Frequently Asked Questions

Thomas edited this page Apr 12, 2016 · 22 revisions
Where can I see its status, or in what way it impacts network activity?

You can use this testing utility, Firefox's built-in network monitor CTRL+SHIFT+Q to see what's leaving your device, and the debugger CTRL+SHIFT+S to find and open injected files. By default, locally delivered files are marked with comments, and there's a counter (in preferences).

Why doesn't it deliver resources from CDNs I block using a different add-on?

Once a different add-on cancels a request, there's nothing left for Decentraleyes to intercept. You can solve this by whitelisting the domains in question, and making Decentraleyes block requests for missing resources. This will all block traffic to supported CDNs.

Be sure to whitelist ajax.googleapis.com, ajax.aspnetcdn.com, ajax.microsoft.com, cdnjs.cloudflare.com, code.jquery.com, cdn.jsdelivr.net, yandex.st, yastatic.net, libs.baidu.com, lib.sinaapp.com, and upcdn.b0.upaiyun.com.

If you're using uMatrix, Edit in and Commit these lines to My rules in the Dashboard:

* ajax.aspnetcdn.com script allow
* ajax.googleapis.com script allow
* ajax.microsoft.com script allow
* cdn.jsdelivr.net script allow
* cdnjs.cloudflare.com script allow
* code.jquery.com script allow
* lib.sinaapp.com script allow
* libs.baidu.com script allow
* upcdn.b0.upaiyun.com script allow
* yandex.st script allow
* yastatic.net script allow

Note: Decentraleyes currently only bundles scripts, and if you want other resources to load you need to change script in the above rules to * and disable "Block requests for missing resources" in the Decentraleyes preferences. This will however result in network requests to these CDNs.

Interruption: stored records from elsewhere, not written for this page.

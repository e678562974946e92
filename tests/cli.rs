use assert_cmd::Command;
use predicates::prelude::*;
use std::path::Path;

fn transcriber(config_dir: &Path) -> Command {
    let mut cmd = Command::cargo_bin("transcriber").unwrap();
    cmd.arg("--config")
        .arg(config_dir.join("config.yaml"))
        .env_remove("YOUTUBE_API_KEY")
        .env_remove("GOOGLE_SPEECH_API_KEY")
        .env("RUST_LOG", "off");
    cmd
}

#[test]
fn help_lists_commands() {
    Command::cargo_bin("transcriber")
        .unwrap()
        .arg("--help")
        .assert()
        .success()
        .stdout(predicate::str::contains("run"))
        .stdout(predicate::str::contains("refresh"))
        .stdout(predicate::str::contains("ledger"));
}

#[test]
fn ledger_shows_rows_and_counts() {
    let dir = tempfile::tempdir().unwrap();
    let ledger = dir.path().join("videos.csv");
    std::fs::write(
        &ledger,
        "id,title,description,published_at,status,transcript_link\n\
         abc123,Intro,First lesson,2023-01-01T00:00:00Z,Done,abc123.html\n\
         def456,Pricing,,2023-01-08T00:00:00Z,Failed,\n",
    )
    .unwrap();

    transcriber(dir.path())
        .arg("ledger")
        .arg("--ledger")
        .arg(&ledger)
        .assert()
        .success()
        .stdout(predicate::str::contains("abc123.html"))
        .stdout(predicate::str::contains("Pricing"))
        .stdout(predicate::str::contains("2 items"));
}

#[test]
fn corrupt_ledger_fails() {
    let dir = tempfile::tempdir().unwrap();
    let ledger = dir.path().join("videos.csv");
    std::fs::write(&ledger, "Title,URL,Body Text\nx,y,z\n").unwrap();

    transcriber(dir.path())
        .arg("ledger")
        .arg("--ledger")
        .arg(&ledger)
        .assert()
        .failure()
        .stderr(predicate::str::contains("corrupt"));
}

#[test]
fn config_is_created_with_defaults() {
    let dir = tempfile::tempdir().unwrap();

    transcriber(dir.path())
        .arg("config")
        .arg("--show")
        .assert()
        .success()
        .stdout(predicate::str::contains("Language: en-US"));

    assert!(dir.path().join("config.yaml").exists());
}

#[test]
fn run_without_credentials_is_rejected() {
    let dir = tempfile::tempdir().unwrap();

    transcriber(dir.path())
        .arg("run")
        .arg("--all")
        .arg("--ledger")
        .arg(dir.path().join("videos.csv"))
        .assert()
        .failure()
        .stderr(predicate::str::contains("api_key"));

    assert!(!dir.path().join("videos.csv").exists());
}
use async_trait::async_trait;
use chrono::{DateTime, Utc};
use reqwest::Client;
use serde::de::DeserializeOwned;
use serde::Deserialize;
use url::Url;

use super::{CatalogItem, CatalogSource};
use crate::{Result, TranscriptorError};

/// Largest page size the Data API accepts
const PAGE_SIZE: usize = 50;

/// Channel catalog read from the YouTube Data API v3
pub struct YoutubeCatalog {
    client: Client,
    base_url: String,
    api_key: String,
    channel: String,
}

#[derive(Debug, Deserialize)]
#[serde(rename_all = "camelCase")]
struct SearchResponse {
    #[serde(default)]
    items: Vec<SearchItem>,
    next_page_token: Option<String>,
}

#[derive(Debug, Deserialize)]
struct SearchItem {
    id: Option<SearchId>,
    snippet: Option<ChannelSnippet>,
}

#[derive(Debug, Deserialize)]
#[serde(rename_all = "camelCase")]
struct SearchId {
    video_id: Option<String>,
}

#[derive(Debug, Deserialize)]
#[serde(rename_all = "camelCase")]
struct ChannelSnippet {
    channel_id: Option<String>,
}

#[derive(Debug, Deserialize)]
struct VideoListResponse {
    #[serde(default)]
    items: Vec<Video>,
}

#[derive(Debug, Deserialize)]
struct Video {
    id: String,
    snippet: VideoSnippet,
}

#[derive(Debug, Deserialize)]
#[serde(rename_all = "camelCase")]
struct VideoSnippet {
    title: String,
    #[serde(default)]
    description: String,
    published_at: DateTime<Utc>,
}

impl YoutubeCatalog {
    pub fn new(base_url: &str, api_key: &str, channel: &str) -> Self {
        Self {
            client: Client::new(),
            base_url: base_url.trim_end_matches('/').to_string(),
            api_key: api_key.to_string(),
            channel: channel.to_string(),
        }
    }

    /// Issue a GET against the Data API and decode the JSON body
    async fn get<T: DeserializeOwned>(&self, endpoint: &str, query: &[(&str, &str)]) -> Result<T> {
        let url = format!("{}/{}", self.base_url, endpoint);
        tracing::debug!("GET {} {:?}", url, query);

        let response = self
            .client
            .get(&url)
            .query(query)
            .query(&[("key", self.api_key.as_str())])
            .send()
            .await
            .map_err(|e| TranscriptorError::Fetch(format!("{} request failed: {}", endpoint, e)))?;

        if !response.status().is_success() {
            let status = response.status();
            let body = response.text().await.unwrap_or_default();
            return Err(TranscriptorError::Fetch(format!(
                "{} returned HTTP {}: {}",
                endpoint,
                status,
                body.trim()
            ))
            .into());
        }

        response.json::<T>().await.map_err(|e| {
            TranscriptorError::Fetch(format!("{} response could not be decoded: {}", endpoint, e)).into()
        })
    }

    /// Turn the configured channel reference into a channel id
    async fn resolve_channel_id(&self) -> Result<String> {
        let query = match channel_reference(&self.channel) {
            ChannelRef::Id(id) => return Ok(id),
            ChannelRef::Query(q) => q,
        };

        tracing::info!("Resolving channel id for '{}'", query);
        let response: SearchResponse = self
            .get(
                "search",
                &[
                    ("part", "snippet"),
                    ("type", "channel"),
                    ("q", query.as_str()),
                    ("maxResults", "1"),
                ],
            )
            .await?;

        response
            .items
            .into_iter()
            .find_map(|item| item.snippet.and_then(|s| s.channel_id))
            .ok_or_else(|| {
                TranscriptorError::Fetch(format!("No channel found for: {}", self.channel)).into()
            })
    }

    /// Every video id of the channel, newest first
    async fn list_video_ids(&self, channel_id: &str) -> Result<Vec<String>> {
        let mut ids = Vec::new();
        let mut page_token: Option<String> = None;
        let page_size = PAGE_SIZE.to_string();

        loop {
            let mut query = vec![
                ("part", "id"),
                ("channelId", channel_id),
                ("type", "video"),
                ("order", "date"),
                ("maxResults", page_size.as_str()),
            ];
            if let Some(token) = page_token.as_deref() {
                query.push(("pageToken", token));
            }

            let page: SearchResponse = self.get("search", &query).await?;
            ids.extend(
                page.items
                    .into_iter()
                    .filter_map(|item| item.id.and_then(|id| id.video_id)),
            );

            match page.next_page_token {
                Some(token) if !token.is_empty() => page_token = Some(token),
                _ => break,
            }
        }

        Ok(ids)
    }

    /// Full snippets for the given ids, in the order of `ids`
    async fn video_details(&self, ids: &[String]) -> Result<Vec<CatalogItem>> {
        let mut items = Vec::with_capacity(ids.len());

        for chunk in ids.chunks(PAGE_SIZE) {
            let joined = chunk.join(",");
            let response: VideoListResponse = self
                .get("videos", &[("part", "snippet"), ("id", joined.as_str())])
                .await?;
            items.extend(order_by_ids(chunk, response.items));
        }

        Ok(items)
    }
}

#[async_trait]
impl CatalogSource for YoutubeCatalog {
    async fn fetch_catalog(&self) -> Result<Vec<CatalogItem>> {
        if self.api_key.is_empty() {
            return Err(TranscriptorError::Fetch("YouTube API key is not configured".into()).into());
        }

        let channel_id = self.resolve_channel_id().await?;
        let ids = self.list_video_ids(&channel_id).await?;
        tracing::info!("Channel {} lists {} videos", channel_id, ids.len());

        self.video_details(&ids).await
    }
}

#[derive(Debug, PartialEq)]
enum ChannelRef {
    Id(String),
    Query(String),
}

/// Classify a channel URL, handle or id
fn channel_reference(channel: &str) -> ChannelRef {
    let channel = channel.trim();

    if let Ok(url) = Url::parse(channel) {
        let segments: Vec<&str> = url
            .path_segments()
            .map(|s| s.filter(|seg| !seg.is_empty()).collect())
            .unwrap_or_default();

        if let Some(pair) = segments.windows(2).find(|pair| pair[0] == "channel") {
            return ChannelRef::Id(pair[1].to_string());
        }
        if let Some(handle) = segments.iter().find(|seg| seg.starts_with('@')) {
            return ChannelRef::Query(handle.to_string());
        }
        if let Some(last) = segments.last() {
            return ChannelRef::Query(last.to_string());
        }
    }

    if channel.starts_with("UC") && !channel.contains(['/', '@', ' ']) {
        ChannelRef::Id(channel.to_string())
    } else {
        ChannelRef::Query(channel.to_string())
    }
}

/// Reorder fetched videos to match the requested id order, dropping unknown ones
fn order_by_ids(ids: &[String], videos: Vec<Video>) -> Vec<CatalogItem> {
    let mut videos: Vec<Option<Video>> = videos.into_iter().map(Some).collect();

    ids.iter()
        .filter_map(|id| {
            let slot = videos
                .iter_mut()
                .find(|v| v.as_ref().map(|v| &v.id == id).unwrap_or(false))?;
            let video = slot.take()?;
            Some(CatalogItem::new(
                video.id,
                video.snippet.title,
                video.snippet.description,
                video.snippet.published_at,
            ))
        })
        .collect()
}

If you use uBlock0 it shouldn't normally block these resources, but if you enable Advanced mode you might have a rule to block third-party scripts by default. Unlike with uMatrix we can't whitelist only scripts for individual hosts, but you can still control whether other resources are loaded with "Block requests for missing resources" in the Decentraleyes preferences. We also have the ability to let normal filtering take place as opposed to completely whitelisting everything from these domains:

* ajax.aspnetcdn.com * noop
* ajax.googleapis.com * noop
* ajax.microsoft.com * noop
* cdn.jsdelivr.net * noop
* cdnjs.cloudflare.com * noop
* code.jquery.com * noop
* lib.sinaapp.com * noop
* libs.baidu.com * noop
* upcdn.b0.upaiyun.com * noop
* yandex.st * noop
* yastatic.net * noop

With these rules, uBlock0 in Advanced mode will behave as in "normal" mode for these particular CDNs, which is usually what you want, but if you prefer you can change noop above to allow to ensure nothing from Decentraleyes is blocked.

Can CDNs track me even though they do not place tracking cookies?

Absolutely. Requests to content delivery networks contain a "Referer" HTTP header (originally a misspelling of referrer) that reveals what page you're visiting. Techniques like IP address tracking and browser fingerprinting can then be used to determine your identity.

My browser caches downloaded CDN libraries, doesn't that protect my privacy?

Sadly, no. Even if the file in question is stored inside your cache, your browser will still contact the delivery network to see if the resource has been modified. Decentraleyes solves this issue.

What does it do to protect me when it has no choice but to allow a request?

If a resource cannot be fetched locally and Decentraleyes is instructed to allow requests for any missing resources (default behaviour), it will at least clear out the request's "Referer" HTTP header before sending it off to the Content Delivery Network in question.

Will it work well in combination with other privacy enhancing add-ons?

Decentraleyes was designed to complement all sorts of other privacy enhancements including, but surely not limited to: BetterPrivacy, HTTPS Everywhere, NoScript Security Suite, Privacy Badger, RequestPolicy, Self-Destructing Cookies, uBlock Origin, and uMatrix.

Are you having trouble using Decentraleyes alongside any of your other content blockers? Please read this related answer, as it's very likely to contain the exact information you need.